In the study paper, researchers have said that a clinically detectable over- or under-active thyroid has long been recognized as a potentially reversible cause of cognitive (thinking, learning and memory) impairment.
In earlier studies, they examined whether levels of thyrotropin, a hormone that is secreted by the pituitary gland and helps regulate thyroid gland function, is associated with cognitive performance in individuals with normal thyroid function. But they always came out with inconsistent results.
After a follow-up of over an average of 12.7 years, it was found that 209 participants developed Alzheimer's disease. After adjusting for other related factors, women with the lowest (less than 1 milli-international unit per liter) and highest (more than 2.1 milli-international units per liter) levels of thyrotropin were found to have more than double the risk of developing Alzheimer's disease. But, the researchers couldn't find any relationship between thyrotropin levels and Alzheimer's disease risk in men.
"Whether altered thyrotropin levels occur before or after the onset of Alzheimer's disease, the neuropathologic mechanism is unclear," wrote the authors.

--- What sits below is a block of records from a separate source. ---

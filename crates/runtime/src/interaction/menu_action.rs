//! Generic contextual-menu action pipeline.
use interaction_core::menu::{normalize, primary_entry};
use interaction_core::{MenuActionTarget, MenuQuery};
use tracing::debug;

use super::Context;
use super::session::MenuSession;
use crate::api::Result;

pub(crate) async fn run(ctx: &Context<'_>, target: &MenuActionTarget) -> Result<()> {
    target.validate()?;

    let query = target.query();
    if target.primary_shortcut && primary_matches(ctx, &query) {
        debug!("'{}' is the primary action; clicking {}", query, target.hitbox);
        return ctx.click_inside(&target.hitbox).await;
    }

    let session = MenuSession::open(ctx, target.hitbox).await?;
    session.choose(&query).await
}

fn primary_matches(ctx: &Context<'_>, query: &MenuQuery) -> bool {
    let entries = ctx.state.menu_entries();
    let Some(primary) = primary_entry(&entries) else {
        return false;
    };

    query.matches_entry(
        ctx.locator.policy(),
        &normalize(&primary.action_text),
        &normalize(&primary.target_text),
        primary.identifier,
    )
}
//! Interactor configuration and environment loading.
use std::env;
use std::time::Duration;

use interaction_core::{InteractionConfig, MatchPolicy};

/// Configuration shared by every interaction an [`crate::Interactor`] runs.
#[derive(Debug, Clone, PartialEq)]
pub struct InteractorConfig {
    pub interaction: InteractionConfig,
    /// Upper bound on waiting for an opened menu to report entries.
    pub menu_ready_timeout: Duration,
    /// Interval between menu readiness checks.
    pub menu_poll_interval: Duration,
    /// Seed for click sampling; `None` draws from OS entropy.
    pub sampler_seed: Option<u64>,
}

impl InteractorConfig {
    pub const DEFAULT_MENU_READY_TIMEOUT: Duration = Duration::from_millis(600);
    pub const DEFAULT_MENU_POLL_INTERVAL: Duration = Duration::from_millis(20);
    /// Smallest ground click square that still has a pixel off its center.
    pub const MIN_GROUND_CLICK_SIZE: i32 = 2;

    pub fn new(interaction: InteractionConfig) -> Self {
        Self {
            interaction,
            menu_ready_timeout: Self::DEFAULT_MENU_READY_TIMEOUT,
            menu_poll_interval: Self::DEFAULT_MENU_POLL_INTERVAL,
            sampler_seed: None,
        }
    }

    /// Construct configuration from process environment variables.
    ///
    /// Environment variables:
    /// - `INTERACTION_MATCH_POLICY` - `exact` or `contains` (default: exact)
    /// - `INTERACTION_ASSUME_TOP` - Treat unresolved tiles as top of stack (default: true)
    /// - `INTERACTION_GROUND_CLICK_SIZE` - Ground click square, in pixels (default: 32)
    /// - `INTERACTION_ADAPTIVE_PRECISION` - Size-dependent click spread (default: false)
    /// - `INTERACTION_MENU_TIMEOUT_MS` - Menu readiness timeout (default: 600)
    /// - `INTERACTION_MENU_POLL_MS` - Menu readiness poll interval (default: 20)
    /// - `INTERACTION_SEED` - Fixed click-sampling seed (default: random)
    pub fn from_env() -> Self {
        let mut config = Self::default();

        if let Some(policy) = read_env::<MatchPolicy>("INTERACTION_MATCH_POLICY") {
            config.interaction.match_policy = policy;
        }

        if let Some(assume_top) = read_env::<bool>("INTERACTION_ASSUME_TOP") {
            config.interaction.assume_top_when_unresolved = assume_top;
        }

        if let Some(size) = read_env::<i32>("INTERACTION_GROUND_CLICK_SIZE") {
            config.interaction.ground_click_size = size.max(Self::MIN_GROUND_CLICK_SIZE);
        }

        if let Some(adaptive) = read_env::<bool>("INTERACTION_ADAPTIVE_PRECISION") {
            config.interaction.adaptive_precision = adaptive;
        }

        if let Some(millis) = read_env::<u64>("INTERACTION_MENU_TIMEOUT_MS") {
            config.menu_ready_timeout = Duration::from_millis(millis);
        }

        if let Some(millis) = read_env::<u64>("INTERACTION_MENU_POLL_MS") {
            config.menu_poll_interval = Duration::from_millis(millis.max(1));
        }

        config.sampler_seed = read_env::<u64>("INTERACTION_SEED");

        config
    }
}

impl Default for InteractorConfig {
    fn default() -> Self {
        Self::new(InteractionConfig::default())
    }
}

fn read_env<T>(key: &str) -> Option<T>
where
    T: std::str::FromStr,
{
    env::var(key).ok()?.parse().ok()
}
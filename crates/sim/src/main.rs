//! Dry-run harness for interaction tuning.
//!
//! Replays a JSON scenario (accessor state plus a list of targets) against
//! scripted collaborators and logs every outcome together with the pointer
//! calls it produced, in both canvas and screen coordinates.
//!
//! # Examples
//!
//! ```bash
//! # Instant replay with debug logging of path decisions
//! RUST_LOG=interaction_runtime=debug cargo run -p interaction-sim -- crates/sim/scenarios/stacked_bones.json
//!
//! # Humanized pacing and a lenient match policy
//! INTERACTION_MATCH_POLICY=contains cargo run -p interaction-sim -- scenario.json --realtime
//! ```
mod scenario;

use std::path::PathBuf;

use anyhow::{Result, bail};
use interaction_runtime::InteractorConfig;

use crate::scenario::Scenario;

const USAGE: &str = "usage: interaction-sim <scenario.json> [--realtime]";

#[tokio::main]
async fn main() -> Result<()> {
    dotenvy::dotenv().ok();

    tracing_subscriber::fmt()
        .with_env_filter(
            tracing_subscriber::EnvFilter::from_default_env()
                .add_directive(tracing::Level::INFO.into()),
        )
        .with_writer(std::io::stderr)
        .init();

    let mut path = None;
    let mut realtime = false;
    for arg in std::env::args().skip(1) {
        match arg.as_str() {
            "--realtime" => realtime = true,
            "-h" | "--help" => {
                println!("{USAGE}");
                return Ok(());
            }
            _ if path.is_none() => path = Some(PathBuf::from(&arg)),
            other => bail!("unexpected argument '{other}'\n{USAGE}"),
        }
    }
    let Some(path) = path else {
        bail!(USAGE);
    };

    let config = InteractorConfig::from_env();
    let scenario = Scenario::load(&path)?;

    tracing::info!("Replaying {}", scenario.title(&path));
    tracing::info!("Match policy: {}", config.interaction.match_policy);
    tracing::info!("Realtime delays: {}", realtime);

    let outcomes = scenario::replay(&scenario, config, realtime).await?;

    let succeeded = outcomes.iter().filter(|outcome| outcome.is_success()).count();
    tracing::info!("{}/{} interactions succeeded", succeeded, outcomes.len());

    Ok(())
}
//! Front-to-back ordering of entities sharing a tile.
//!
//! Only the front-most entity reacts to a primary click; anything beneath it
//! must be reached through the contextual menu.
use crate::env::SceneOracle;
use crate::target::{EntityId, WorldPosition};

/// Where an entity sits in its tile's stack.
#[derive(Clone, Copy, Debug, PartialEq, Eq)]
pub enum StackOrder {
    /// The entity is front-most.
    Top,
    /// Another entity is in front. `depth` is the entity's index in the stack,
    /// or `None` when it is not on the tile at all.
    Covered { top: EntityId, depth: Option<usize> },
    /// The tile resolved but holds nothing.
    Empty,
    /// The tile could not be resolved (no spatial index, or outside the loaded
    /// region).
    Unresolved,
}

impl StackOrder {
    /// Whether a primary click reaches the entity.
    pub fn is_actionable(self, assume_top_when_unresolved: bool) -> bool {
        match self {
            StackOrder::Top | StackOrder::Empty => true,
            StackOrder::Covered { .. } => false,
            StackOrder::Unresolved => assume_top_when_unresolved,
        }
    }
}

#[derive(Clone, Copy, Debug)]
pub struct StackOrderResolver {
    assume_top_when_unresolved: bool,
}

impl StackOrderResolver {
    pub fn new(assume_top_when_unresolved: bool) -> Self {
        Self {
            assume_top_when_unresolved,
        }
    }

    pub fn stack_order<O>(&self, oracle: &O, position: WorldPosition, entity: EntityId) -> StackOrder
    where
        O: SceneOracle + ?Sized,
    {
        let Some(cell) = oracle.scene_base().and_then(|base| base.cell_for(position)) else {
            return StackOrder::Unresolved;
        };
        // A loaded cell without data holds nothing.
        let stack = oracle.ground_stack(cell).unwrap_or_default();

        match stack.first() {
            None => StackOrder::Empty,
            Some(&top) if top == entity => StackOrder::Top,
            Some(&top) => StackOrder::Covered {
                top,
                depth: stack.iter().position(|&id| id == entity),
            },
        }
    }

    /// Whether `entity` is front-most on the tile at `position`.
    pub fn is_top_of_stack<O>(&self, oracle: &O, position: WorldPosition, entity: EntityId) -> bool
    where
        O: SceneOracle + ?Sized,
    {
        self.stack_order(oracle, position, entity)
            .is_actionable(self.assume_top_when_unresolved)
    }

    pub fn assumes_top_when_unresolved(&self) -> bool {
        self.assume_top_when_unresolved
    }
}

impl Default for StackOrderResolver {
    fn default() -> Self {
        Self::new(true)
    }
}

#[cfg(test)]
mod tests {
    use std::collections::HashMap;

    use super::*;
    use crate::env::{SceneBase, SceneCell};

    const BONES: EntityId = EntityId(526);
    const COINS: EntityId = EntityId(995);
    const TILE: WorldPosition = WorldPosition::new(3222, 3218, 0);

    struct Tiles {
        base: Option<SceneBase>,
        stacks: HashMap<SceneCell, Vec<EntityId>>,
    }

    impl Tiles {
        fn loaded(stack: Vec<EntityId>) -> Self {
            let base = SceneBase::new(3200, 3200, 104, 4);
            let cell = base.cell_for(TILE).expect("tile inside scene");
            Self {
                base: Some(base),
                stacks: HashMap::from([(cell, stack)]),
            }
        }
    }

    impl SceneOracle for Tiles {
        fn scene_base(&self) -> Option<SceneBase> {
            self.base
        }

        fn ground_stack(&self, cell: SceneCell) -> Option<Vec<EntityId>> {
            self.stacks.get(&cell).cloned()
        }
    }

    #[test]
    fn empty_stack_is_actionable() {
        let resolver = StackOrderResolver::default();
        let tiles = Tiles::loaded(vec![]);
        assert_eq!(resolver.stack_order(&tiles, TILE, BONES), StackOrder::Empty);
        assert!(resolver.is_top_of_stack(&tiles, TILE, BONES));
    }

    #[test]
    fn front_most_entity_is_top() {
        let resolver = StackOrderResolver::default();
        let tiles = Tiles::loaded(vec![BONES, COINS]);
        assert!(resolver.is_top_of_stack(&tiles, TILE, BONES));
    }

    #[test]
    fn buried_entity_is_not_top() {
        let resolver = StackOrderResolver::default();
        let tiles = Tiles::loaded(vec![COINS, BONES]);
        assert_eq!(
            resolver.stack_order(&tiles, TILE, BONES),
            StackOrder::Covered {
                top: COINS,
                depth: Some(1)
            }
        );
        assert!(!resolver.is_top_of_stack(&tiles, TILE, BONES));
    }

    #[test]
    fn missing_entity_is_not_top() {
        let resolver = StackOrderResolver::default();
        let tiles = Tiles::loaded(vec![COINS]);
        assert!(!resolver.is_top_of_stack(&tiles, TILE, BONES));
    }

    #[test]
    fn unresolved_tile_fails_open_by_default() {
        let no_index = Tiles {
            base: None,
            stacks: HashMap::new(),
        };
        let resolver = StackOrderResolver::default();
        assert_eq!(resolver.stack_order(&no_index, TILE, BONES), StackOrder::Unresolved);
        assert!(resolver.is_top_of_stack(&no_index, TILE, BONES));

        let far_away = WorldPosition::new(100, 100, 0);
        let tiles = Tiles::loaded(vec![COINS, BONES]);
        assert!(resolver.is_top_of_stack(&tiles, far_away, BONES));
    }

    #[test]
    fn loaded_cell_without_data_is_empty() {
        let tiles = Tiles {
            base: Some(SceneBase::new(3200, 3200, 104, 4)),
            stacks: HashMap::new(),
        };
        let resolver = StackOrderResolver::new(false);
        assert_eq!(resolver.stack_order(&tiles, TILE, BONES), StackOrder::Empty);
        assert!(resolver.is_top_of_stack(&tiles, TILE, BONES));
    }

    #[test]
    fn unresolved_tile_can_fail_closed() {
        let resolver = StackOrderResolver::new(false);
        let tiles = Tiles::loaded(vec![]);
        let far_away = WorldPosition::new(100, 100, 0);
        assert!(!resolver.is_top_of_stack(&tiles, far_away, BONES));
    }
}
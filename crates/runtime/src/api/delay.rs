//! Named, humanized waits.
use async_trait::async_trait;
use strum::{AsRefStr, Display, EnumIter, EnumString};

/// Named delay profiles. How long each one lasts is scheduler configuration.
#[derive(
    Debug, Copy, Clone, PartialEq, Eq, Hash, Display, AsRefStr, EnumString, EnumIter,
)]
#[strum(serialize_all = "kebab-case")]
pub enum DelayProfile {
    /// Choosing a menu option after the menu opens.
    MenuSelect,
    /// Reacting to a game event.
    Reaction,
    /// Pause between unrelated actions.
    ActionGap,
}

#[async_trait]
pub trait DelayScheduler: Send + Sync {
    /// Suspend for a duration drawn from `profile`.
    async fn sleep(&self, profile: DelayProfile);
}
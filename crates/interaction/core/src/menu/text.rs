use strum::{AsRefStr, Display, EnumString};

/// How menu text is compared against what the caller asked for.
///
/// Both menu flows share one policy so a lookup never silently changes
/// strictness depending on which caller made it.
#[derive(Clone, Copy, Debug, PartialEq, Eq, Hash, Default, Display, AsRefStr, EnumString)]
#[strum(serialize_all = "snake_case", ascii_case_insensitive)]
#[cfg_attr(feature = "serde", derive(serde::Serialize, serde::Deserialize))]
#[cfg_attr(feature = "serde", serde(rename_all = "snake_case"))]
pub enum MatchPolicy {
    /// Normalized text must be equal.
    #[default]
    Exact,
    /// Normalized text must contain the expected fragment.
    Contains,
}

impl MatchPolicy {
    /// Compares two already-normalized strings.
    pub fn matches(self, candidate: &str, expected: &str) -> bool {
        match self {
            MatchPolicy::Exact => candidate == expected,
            MatchPolicy::Contains => candidate.contains(expected),
        }
    }
}

/// Strips `<...>` markup, collapses whitespace runs, trims and lowercases.
pub fn normalize(text: &str) -> String {
    let mut stripped = String::with_capacity(text.len());
    let mut in_tag = false;
    for ch in text.chars() {
        match ch {
            '<' => in_tag = true,
            '>' if in_tag => in_tag = false,
            _ if !in_tag => stripped.push(ch),
            _ => {}
        }
    }

    stripped
        .split_whitespace()
        .collect::<Vec<_>>()
        .join(" ")
        .to_lowercase()
}

#[cfg(test)]
mod tests {
    use super::*;

    #[test]
    fn normalize_strips_markup_and_case() {
        assert_eq!(normalize("Take <col=ff9040>Bones</col>"), "take bones");
        assert_eq!(normalize("  <col=ffff00>Bank</col>  booth "), "bank booth");
        assert_eq!(normalize("Cancel"), "cancel");
    }

    #[test]
    fn unterminated_tag_drops_the_rest() {
        assert_eq!(normalize("Use <col=ff"), "use");
    }

    #[test]
    fn policies_differ_on_partial_text() {
        assert!(MatchPolicy::Exact.matches("take bones", "take bones"));
        assert!(!MatchPolicy::Exact.matches("take big bones", "take bones"));
        assert!(MatchPolicy::Contains.matches("take big bones", "bones"));
    }

    #[test]
    fn policy_parses_from_config_strings() {
        assert_eq!("exact".parse::<MatchPolicy>(), Ok(MatchPolicy::Exact));
        assert_eq!("Contains".parse::<MatchPolicy>(), Ok(MatchPolicy::Contains));
        assert!("fuzzy".parse::<MatchPolicy>().is_err());
        assert_eq!(MatchPolicy::Contains.to_string(), "contains");
    }
}
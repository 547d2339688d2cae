use crate::target::{EntityId, WorldPosition};

/// Spatial index of entities lying on loaded tiles.
pub trait SceneOracle: Send + Sync {
    /// Origin and extent of the currently loaded region, or `None` when no
    /// spatial index is available.
    fn scene_base(&self) -> Option<SceneBase>;

    /// Entities on `cell`, front-most first. `None` when the cell holds no data.
    fn ground_stack(&self, cell: SceneCell) -> Option<Vec<EntityId>>;
}

/// Loaded region anchored at a world coordinate.
#[derive(Clone, Copy, Debug, PartialEq, Eq)]
#[cfg_attr(feature = "serde", derive(serde::Serialize, serde::Deserialize))]
pub struct SceneBase {
    pub base_x: i32,
    pub base_y: i32,
    /// Width and height of the loaded square, in tiles.
    pub size: i32,
    /// Number of loaded floor planes.
    pub planes: i32,
}

impl SceneBase {
    pub const fn new(base_x: i32, base_y: i32, size: i32, planes: i32) -> Self {
        Self {
            base_x,
            base_y,
            size,
            planes,
        }
    }

    /// Maps a world position into the loaded grid, if it falls inside it.
    pub fn cell_for(&self, position: WorldPosition) -> Option<SceneCell> {
        let x = position.x - self.base_x;
        let y = position.y - self.base_y;

        let in_range = (0..self.size).contains(&x)
            && (0..self.size).contains(&y)
            && (0..self.planes).contains(&position.plane);

        in_range.then_some(SceneCell {
            x,
            y,
            plane: position.plane,
        })
    }
}

/// Tile coordinate relative to the loaded region.
#[derive(Clone, Copy, Debug, PartialEq, Eq, Hash)]
#[cfg_attr(feature = "serde", derive(serde::Serialize, serde::Deserialize))]
pub struct SceneCell {
    pub x: i32,
    pub y: i32,
    pub plane: i32,
}

#[cfg(test)]
mod tests {
    use super::*;

    #[test]
    fn cell_is_relative_to_base() {
        let base = SceneBase::new(3200, 3200, 104, 4);
        assert_eq!(
            base.cell_for(WorldPosition::new(3222, 3218, 1)),
            Some(SceneCell { x: 22, y: 18, plane: 1 })
        );
    }

    #[test]
    fn positions_outside_loaded_region_do_not_resolve() {
        let base = SceneBase::new(3200, 3200, 104, 4);
        assert_eq!(base.cell_for(WorldPosition::new(3199, 3210, 0)), None);
        assert_eq!(base.cell_for(WorldPosition::new(3304, 3210, 0)), None);
        assert_eq!(base.cell_for(WorldPosition::new(3210, 3210, 4)), None);
    }
}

The changes in the brain caused by Alzheimer's disease may reduce the amount of thyrotropin released or changes in the body's responsiveness to the hormone. On the other hand, low or high thyrotropin levels could damage neurons or blood vessels, leading to cognitive difficulties.
"In conclusion, low and high thyrotropin levels were associated with an increased risk of incident Alzheimer's disease in women but not in men. These findings should be considered hypothesis-generating and should be validated in other populations before clinical conclusions are drawn," concluded the authors.
The study was published in the latest issue of Archives of Internal Medicine, one of the JAMA/Archives journals.